BAYTOWN, Texas (Reuters) - A fire broke out late Wednesday at Exxon Mobil Corp’s (XOM.N) refining and chemical complex in Baytown, Texas, the largest operating U.S. refinery, Exxon Mobil said.
The fire at the 560,500 barrel per day (bpd) refinery east of Houston was under control and remaining plant operations were not affected, Exxon said. There were no reported injuries.
According to sources familiar with refinery operations, the fire broke out at the diesel hydrotreating unit, which uses hydrogen to remove sulfur from motor fuel.
Exxon did not specify the exact location of the fire, which was reported at about 5:00 pm local time (2200 GMT), disclosing that it was confined to a refinery process unit.
“Remaining plant operations were not impacted from the event,” said Exxon spokeswoman Rachael Moore in a statement.
A hole in a reactor caused the fire and triggered flaring at the complex, a filing with the U.S. National Response Center (NRC) showed. It did not identify the unit involved.
Exxon said emergency response teams had the fire under control at the five-square-mile (13 square km) complex, one of the world’s biggest refining and petrochemical plants.

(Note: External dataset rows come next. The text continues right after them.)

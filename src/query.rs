// Query model: the fixed set of lookups the client can perform and the
// endpoint each one maps to.

use std::fmt;
use std::str::FromStr;

use clap::ValueEnum;

use crate::error::Error;

const SEARCH_PULSES: &str = "/api/v1/search/pulses?q=";
const PULSE_BY_ID: &str = "/api/v1/pulses/";
const EXPORT_INDICATORS: &str = "/api/v1/indicators/export";
const CVE_DETAILS: &str = "/api/v1/indicators/cve/";

/// Bulk export kinds offered by `/indicators/export`.
#[derive(Debug, Clone, Copy, PartialEq, Eq, ValueEnum)]
pub enum ExportKind {
    #[value(name = "YARA")]
    Yara,
}

impl ExportKind {
    pub fn as_str(self) -> &'static str {
        match self {
            ExportKind::Yara => "YARA",
        }
    }
}

/// Indicator families with a details endpoint.
#[derive(Debug, Clone, Copy, PartialEq, Eq)]
pub enum IndicatorFamily {
    Ipv4,
    Ipv6,
    Domain,
    Hostname,
    File,
    Url,
}

impl IndicatorFamily {
    /// Path segment used by the API for this family.
    pub fn segment(self) -> &'static str {
        match self {
            IndicatorFamily::Ipv4 => "IPv4",
            IndicatorFamily::Ipv6 => "IPv6",
            IndicatorFamily::Domain => "domain",
            IndicatorFamily::Hostname => "hostname",
            IndicatorFamily::File => "file",
            IndicatorFamily::Url => "url",
        }
    }

    /// Name of the command-line flag selecting this family.
    pub fn flag(self) -> &'static str {
        match self {
            IndicatorFamily::Ipv4 => "ipv4",
            IndicatorFamily::Ipv6 => "ipv6",
            IndicatorFamily::Domain => "domain",
            IndicatorFamily::Hostname => "hostname",
            IndicatorFamily::File => "hash",
            IndicatorFamily::Url => "url",
        }
    }

    /// Sections the API serves for this family.
    pub fn sections(self) -> &'static [Section] {
        use Section::*;
        match self {
            IndicatorFamily::Ipv4 => &[General, Reputation, Geo, UrlList, PassiveDns, HttpScans],
            IndicatorFamily::Ipv6 => &[General, Reputation, Geo, UrlList, PassiveDns],
            IndicatorFamily::Domain => &[General, Geo, Malware, UrlList, PassiveDns, Whois, HttpScans],
            IndicatorFamily::Hostname => &[General, Geo, Malware, UrlList, PassiveDns, HttpScans],
            IndicatorFamily::File => &[General, Analysis],
            IndicatorFamily::Url => &[General, UrlList],
        }
    }

    /// Parse and check a section name against this family.
    pub fn section(self, name: &str) -> Result<Section, Error> {
        let unknown = || Error::UnknownSection {
            family: self.flag(),
            section: name.to_string(),
        };
        let section: Section = name.parse().map_err(|_| unknown())?;
        if self.sections().contains(&section) {
            Ok(section)
        } else {
            Err(unknown())
        }
    }
}

/// Detail sections of an indicator lookup.
#[derive(Debug, Clone, Copy, PartialEq, Eq)]
pub enum Section {
    General,
    Reputation,
    Geo,
    Malware,
    UrlList,
    PassiveDns,
    Whois,
    HttpScans,
    Analysis,
}

impl Section {
    pub fn as_str(self) -> &'static str {
        match self {
            Section::General => "general",
            Section::Reputation => "reputation",
            Section::Geo => "geo",
            Section::Malware => "malware",
            Section::UrlList => "url_list",
            Section::PassiveDns => "passive_dns",
            Section::Whois => "whois",
            Section::HttpScans => "http_scans",
            Section::Analysis => "analysis",
        }
    }
}

impl FromStr for Section {
    type Err = ();

    fn from_str(s: &str) -> Result<Self, Self::Err> {
        Ok(match s {
            "general" => Section::General,
            "reputation" => Section::Reputation,
            "geo" => Section::Geo,
            "malware" => Section::Malware,
            "url_list" => Section::UrlList,
            "passive_dns" => Section::PassiveDns,
            "whois" => Section::Whois,
            "http_scans" => Section::HttpScans,
            "analysis" => Section::Analysis,
            _ => return Err(()),
        })
    }
}

impl fmt::Display for Section {
    fn fmt(&self, f: &mut fmt::Formatter<'_>) -> fmt::Result {
        f.write_str(self.as_str())
    }
}

/// One lookup against the API. Built once from the command line and
/// never mutated afterwards.
#[derive(Debug, Clone, PartialEq, Eq)]
pub enum Query {
    FreeTextSearch(String),
    PulseById(String),
    Export(ExportKind),
    IndicatorLookup {
        family: IndicatorFamily,
        indicator: String,
        section: Section,
    },
    CveLookup(String),
}

impl Query {
    /// Fixed endpoint prefix for this query.
    pub fn endpoint(&self) -> String {
        match self {
            Query::FreeTextSearch(_) => SEARCH_PULSES.to_string(),
            Query::PulseById(_) => PULSE_BY_ID.to_string(),
            Query::Export(_) => EXPORT_INDICATORS.to_string(),
            Query::IndicatorLookup { family, .. } => format!("/api/v1/indicators/{}/", family.segment()),
            Query::CveLookup(_) => CVE_DETAILS.to_string(),
        }
    }

    /// Query-specific tail appended to the endpoint.
    pub fn uri_vars(&self) -> String {
        match self {
            Query::FreeTextSearch(text) => format!("{text}&sort=-modified"),
            Query::PulseById(id) => format!("{id}/indicators"),
            Query::Export(kind) => format!("?types={}", kind.as_str()),
            Query::IndicatorLookup {
                indicator, section, ..
            } => format!("{indicator}/{section}"),
            Query::CveLookup(id) => format!("{id}/general"),
        }
    }

    /// Base request path, i.e. page 1.
    pub fn path(&self) -> String {
        format!("{}{}", self.endpoint(), self.uri_vars())
    }

    /// Request path for an explicit page number: the base path with
    /// `&page=<n>` appended, for every paginated endpoint alike.
    pub fn page_path(&self, page: u64) -> String {
        format!("{}&page={page}", self.path())
    }

    /// Whether the endpoint answers with `{count, results}` pages.
    pub fn is_paginated(&self) -> bool {
        matches!(
            self,
            Query::FreeTextSearch(_) | Query::PulseById(_) | Query::Export(_)
        )
    }
}

#[cfg(test)]
mod tests {
    use super::*;

    #[test]
    fn text_search_path() {
        let q = Query::FreeTextSearch("emotet".into());
        assert_eq!(q.path(), "/api/v1/search/pulses?q=emotet&sort=-modified");
        assert_eq!(q.page_path(3), "/api/v1/search/pulses?q=emotet&sort=-modified&page=3");
        assert!(q.is_paginated());
    }

    #[test]
    fn pulse_pages_are_joined_with_ampersand() {
        let q = Query::PulseById("5f1a".into());
        assert_eq!(q.path(), "/api/v1/pulses/5f1a/indicators");
        assert_eq!(q.page_path(2), "/api/v1/pulses/5f1a/indicators&page=2");
    }

    #[test]
    fn export_path() {
        let q = Query::Export(ExportKind::Yara);
        assert_eq!(q.path(), "/api/v1/indicators/export?types=YARA");
        assert_eq!(q.page_path(2), "/api/v1/indicators/export?types=YARA&page=2");
        assert!(q.is_paginated());
    }

    #[test]
    fn indicator_and_cve_paths_are_single_shot() {
        let q = Query::IndicatorLookup {
            family: IndicatorFamily::File,
            indicator: "076a27c7".into(),
            section: Section::Analysis,
        };
        assert_eq!(q.path(), "/api/v1/indicators/file/076a27c7/analysis");
        assert!(!q.is_paginated());

        let q = Query::CveLookup("CVE-2021-44228".into());
        assert_eq!(q.path(), "/api/v1/indicators/cve/CVE-2021-44228/general");
        assert!(!q.is_paginated());
    }

    #[test]
    fn family_sections_are_checked() {
        assert_eq!(IndicatorFamily::Domain.section("whois").unwrap(), Section::Whois);
        assert!(IndicatorFamily::Ipv6.section("http_scans").is_err());
        assert!(IndicatorFamily::Url.section("nonsense").is_err());
        assert_eq!(IndicatorFamily::Ipv4.segment(), "IPv4");
    }
}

Video from local television station KRTK earlier showed flames high up on a column at the complex.
Exxon said it will investigate the cause of the blaze and the president of the refinery workers union said they were ready to join the probe.
“Nobody was hurt, that’s the good thing,” said Ricky Brooks, of the United Steelworkers union. “We’re looking forward to working with the company to find the cause.”

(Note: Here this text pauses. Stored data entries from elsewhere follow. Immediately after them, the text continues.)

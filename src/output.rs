// Output sink: decides where an aggregated result goes (terminal, file or
// dump directory) and in which form (JSON, CSV or raw rule bodies).

use std::ffi::OsString;
use std::fs::{self, OpenOptions};
use std::io::Write;
use std::path::{Path, PathBuf};

use clap::ValueEnum;
use serde_json::Value;
use tracing::{debug, info, warn};

use crate::error::{Error, Result};
use crate::normalize::{to_rules, to_table, Rule, Shape, Table, UNSUPPORTED_CSV};
use crate::paginate::AggregatedResult;
use crate::query::Query;

/// Output encoding selected with `--format`.
#[derive(Debug, Clone, Copy, PartialEq, Eq, Default, ValueEnum)]
pub enum Format {
    #[default]
    Json,
    Csv,
}

impl Format {
    pub fn extension(self) -> &'static str {
        match self {
            Format::Json => "json",
            Format::Csv => "csv",
        }
    }
}

#[derive(Debug, Clone, PartialEq, Eq)]
pub enum Destination {
    Terminal,
    File(PathBuf),
}

/// Whether a file destination already existed when the run started.
#[derive(Debug, Clone, Copy, PartialEq, Eq)]
pub enum Mode {
    Create,
    Append,
}

/// Where and how the result of one run is written.
#[derive(Debug, Clone, PartialEq, Eq)]
pub struct OutputTarget {
    pub destination: Destination,
    pub format: Format,
    pub mode: Mode,
}

impl OutputTarget {
    /// Resolve the target from the optional `--outfile` base path. The
    /// format's extension is appended to the base path, and the mode is
    /// `Append` when that file already exists.
    pub fn new(outfile: Option<&Path>, format: Format) -> Self {
        let Some(base) = outfile else {
            return OutputTarget {
                destination: Destination::Terminal,
                format,
                mode: Mode::Create,
            };
        };
        let path = with_extension(base, format.extension());
        let mode = if path.exists() { Mode::Append } else { Mode::Create };
        OutputTarget {
            destination: Destination::File(path),
            format,
            mode,
        }
    }
}

/// `base` + `.ext`, keeping any dots already in the file name.
fn with_extension(base: &Path, ext: &str) -> PathBuf {
    let mut name = OsString::from(base.as_os_str());
    name.push(".");
    name.push(ext);
    PathBuf::from(name)
}

/// Writes results to their target. Terminal output goes to `out`.
pub struct Sink<W: Write> {
    target: OutputTarget,
    dump_dir: Option<PathBuf>,
    out: W,
}

impl<W: Write> Sink<W> {
    pub fn new(target: OutputTarget, dump_dir: Option<PathBuf>, out: W) -> Self {
        Sink { target, dump_dir, out }
    }

    pub fn into_inner(self) -> W {
        self.out
    }

    /// Write `result` for `query` according to the target.
    ///
    /// Exports always produce rule bodies, whatever the format. CSV for a
    /// query without a tabular shape prints [`UNSUPPORTED_CSV`] and writes
    /// nothing.
    pub fn emit(&mut self, query: &Query, result: &AggregatedResult) -> Result<()> {
        match (Shape::for_query(query), self.target.format) {
            (Some(Shape::Rules), _) => self.write_rules(&to_rules(result)),
            (_, Format::Json) => self.write_json(&result.to_json()),
            (Some(Shape::Table(layout)), Format::Csv) => self.write_table(&to_table(layout, result)),
            (None, Format::Csv) => {
                writeln!(self.out, "{UNSUPPORTED_CSV}")?;
                Ok(())
            }
        }
    }

    fn write_json(&mut self, document: &Value) -> Result<()> {
        match &self.target.destination {
            Destination::Terminal => {
                writeln!(self.out, "{}", serde_json::to_string_pretty(document)?)?;
                Ok(())
            }
            Destination::File(path) => append_json(path, self.target.mode, document.clone()),
        }
    }

    fn write_table(&mut self, table: &Table) -> Result<()> {
        match &self.target.destination {
            Destination::Terminal => {
                if table.is_empty() {
                    return Ok(());
                }
                let mut writer = csv::Writer::from_writer(&mut self.out);
                write_rows(&mut writer, table, &table.columns, true)?;
                writer.flush()?;
                Ok(())
            }
            Destination::File(path) => append_csv(path, self.target.mode, table),
        }
    }

    fn write_rules(&mut self, rules: &[Rule]) -> Result<()> {
        if let Destination::File(path) = &self.target.destination {
            if self.dump_dir.is_none() {
                warn!("{} is ignored for rule exports; use --dump-dir to write rule files", path.display());
            }
        }

        let Some(dir) = &self.dump_dir else {
            for rule in rules {
                writeln!(self.out, "{}", rule.id_text())?;
                writeln!(self.out, "{}", rule.content)?;
            }
            return Ok(());
        };

        let mut written = 0usize;
        for rule in rules {
            let Some(name) = rule.file_name() else {
                warn!("rule without a name or id; not written");
                continue;
            };
            let path = dir.join(name);
            fs::write(&path, &rule.content)?;
            debug!("wrote {}", path.display());
            written += 1;
        }
        info!("wrote {written} rule files to {}", dir.display());
        Ok(())
    }
}

/// Add `document` as one more element of the JSON array stored at `path`,
/// creating a one-element array when the file is new. The whole file is
/// rewritten.
pub fn append_json(path: &Path, mode: Mode, document: Value) -> Result<()> {
    let mut contents = match mode {
        Mode::Create => Vec::new(),
        Mode::Append => match serde_json::from_slice(&fs::read(path)?)? {
            Value::Array(items) => items,
            _ => {
                return Err(Error::NotAnArray {
                    path: path.display().to_string(),
                })
            }
        },
    };
    contents.push(document);
    fs::write(path, serde_json::to_vec(&Value::Array(contents))?)?;
    info!("wrote {}", path.display());
    Ok(())
}

/// Write `table` to the CSV file at `path`. The header is written only
/// when the file is empty; rows appended to an existing file are laid out
/// against that file's header.
pub fn append_csv(path: &Path, mode: Mode, table: &Table) -> Result<()> {
    let existing_header = match mode {
        Mode::Append if fs::metadata(path)?.len() > 0 => Some(read_header(path)?),
        _ => None,
    };

    let file = match mode {
        Mode::Create => fs::File::create(path)?,
        Mode::Append => OpenOptions::new().append(true).open(path)?,
    };
    let mut writer = csv::Writer::from_writer(file);
    match &existing_header {
        Some(columns) if !columns.is_empty() => {
            let dropped = table.columns_outside(columns);
            if !dropped.is_empty() {
                warn!(
                    ?dropped,
                    "{} has no column for {}; those values are not written",
                    path.display(),
                    dropped.join(", ")
                );
            }
            write_rows(&mut writer, table, columns, false)?
        }
        Some(_) => write_rows(&mut writer, table, &table.columns, false)?,
        None => write_rows(&mut writer, table, &table.columns, !table.is_empty())?,
    }
    writer.flush()?;
    info!("wrote {} rows to {}", table.rows.len(), path.display());
    Ok(())
}

fn read_header(path: &Path) -> Result<Vec<String>> {
    let mut reader = csv::ReaderBuilder::new().has_headers(false).flexible(true).from_path(path)?;
    let mut record = csv::StringRecord::new();
    if !reader.read_record(&mut record)? {
        return Ok(Vec::new());
    }
    Ok(record.iter().map(str::to_string).collect())
}

fn write_rows<T: Write>(
    writer: &mut csv::Writer<T>,
    table: &Table,
    columns: &[String],
    header: bool,
) -> Result<()> {
    if header {
        writer.write_record(columns)?;
    }
    for row in &table.rows {
        writer.write_record(Table::project(row, columns))?;
    }
    Ok(())
}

About two hours after the fire broke out, a large firefighting apparatus could be seen spraying water on the blaze, creating a cloud of steam and smoke in the middle of the maze of pipes and columns at the heart of the refinery, according to a Reuters eyewitness.
The fire appeared to damage the side of the unit in the images broadcast on television.
A hydrotreater is not a main production unit at a refinery. The loss of a diesel hydrotreater could lead to reduced diesel production, but would not impact wide-scale plant operations.
(For refinery outages in the Reuters Oil Fundamentals Database see here or go to)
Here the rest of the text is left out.